Re: [PATCH v4 2/5] KVM: X86: Expose PKS to guest
From: Paolo Bonzini
Date: Fri Feb 05 2021 - 05:17:36 EST
On 05/02/21 10:56, Borislav Petkov wrote:
On Fri, Feb 05, 2021 at 10:25:48AM +0100, Paolo Bonzini wrote:
On 05/02/21 09:37, Chenyi Qiang wrote:
diff --git a/arch/x86/mm/pkeys.c b/arch/x86/mm/pkeys.c
index 57718716cc70..8027f854c600 100644
--- a/arch/x86/mm/pkeys.c
+++ b/arch/x86/mm/pkeys.c
@@ -390,3 +390,9 @@ void pks_key_free(int pkey)
__clear_bit(pkey, &pks_key_allocation_map);
}
EXPORT_SYMBOL_GPL(pks_key_free);
+
+u32 get_current_pkrs(void)
+{
+ return this_cpu_read(pkrs_cache);
+}
+EXPORT_SYMBOL_GPL(get_current_pkrs);
diff --git a/include/linux/pkeys.h b/include/linux/pkeys.h
index bed0e293f13b..480429020f4c 100644
--- a/include/linux/pkeys.h
+++ b/include/linux/pkeys.h
@@ -72,6 +72,10 @@ static inline void pks_mk_readwrite(int pkey)
{
pr_err("%s is not valid without PKS support\n", __func__);
}
+static inline u32 get_current_pkrs(void)
+{
+ return 0;
+}
#endif /* ! CONFIG_ARCH_HAS_SUPERVISOR_PKEYS */
This would need an ack from the x86 people. Andy, Boris?

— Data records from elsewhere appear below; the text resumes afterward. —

//! Handler types, dependencies, and sender helpers

use std::sync::Arc;

use teloxide::prelude::*;
use teloxide::types::{InlineKeyboardMarkup, User};
use unic_langid::LanguageIdentifier;

use crate::carousel::{CarouselStore, CarouselTransport, SessionStore, UserKey};
use crate::i18n;

/// Error type for handlers
pub type HandlerError = Box<dyn std::error::Error + Send + Sync + 'static>;

/// Dependencies required by handlers
#[derive(Clone)]
pub struct HandlerDeps {
    pub sessions: Arc<dyn SessionStore>,
    pub carousels: Arc<dyn CarouselStore>,
    pub transport: Arc<dyn CarouselTransport>,
}

impl HandlerDeps {
    /// Create new handler dependencies
    pub fn new(
        sessions: Arc<dyn SessionStore>,
        carousels: Arc<dyn CarouselStore>,
        transport: Arc<dyn CarouselTransport>,
    ) -> Self {
        Self {
            sessions,
            carousels,
            transport,
        }
    }
}

/// Who sent an update and which language to answer in
#[derive(Debug, Clone, PartialEq, Eq)]
pub struct Sender {
    pub user: UserKey,
    pub lang: LanguageIdentifier,
}

impl Sender {
    pub fn new(user: UserKey, lang: LanguageIdentifier) -> Self {
        Self { user, lang }
    }

    pub fn from_user(user: &User) -> Self {
        Self {
            user: UserKey(user.id.0),
            lang: i18n::user_lang(user.language_code.as_deref()),
        }
    }
}

/// Text reply to the user's private chat, optionally with an inline keyboard
#[derive(Debug, Clone, PartialEq)]
pub struct Reply {
    pub text: String,
    pub keyboard: Option<InlineKeyboardMarkup>,
}

impl Reply {
    pub fn text(text: impl Into<String>) -> Self {
        Self {
            text: text.into(),
            keyboard: None,
        }
    }

    pub fn with_keyboard(text: impl Into<String>, keyboard: InlineKeyboardMarkup) -> Self {
        Self {
            text: text.into(),
            keyboard: Some(keyboard),
        }
    }

    pub async fn send(self, bot: &Bot, chat_id: ChatId) -> ResponseResult<()> {
        let request = bot.send_message(chat_id, self.text);
        match self.keyboard {
            Some(keyboard) => request.reply_markup(keyboard).await?,
            None => request.await?,
        };
        Ok(())
    }
}

/// What to do with a pressed button
#[derive(Debug, Clone, PartialEq, Default)]
pub struct CallbackResponse {
    /// Short notice shown by the client when the query is answered
    pub notice: Option<String>,
    /// Follow-up message in the presser's private chat
    pub reply: Option<Reply>,
}

impl CallbackResponse {
    pub fn silent() -> Self {
        Self::default()
    }

    pub fn notice(text: impl Into<String>) -> Self {
        Self {
            notice: Some(text.into()),
            reply: None,
        }
    }

    pub fn reply(reply: Reply) -> Self {
        Self {
            notice: None,
            reply: Some(reply),
        }
    }
}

This looks like the PKS baremetal pile needs to be upstream first.
Yes, it does. I would like to have an ack for including the above two
hunks once PKS is upstream.
I also have CET and bus lock #DB queued and waiting for the bare metal
functionality, however they do not touch anything outside arch/x86/kvm.
Paolo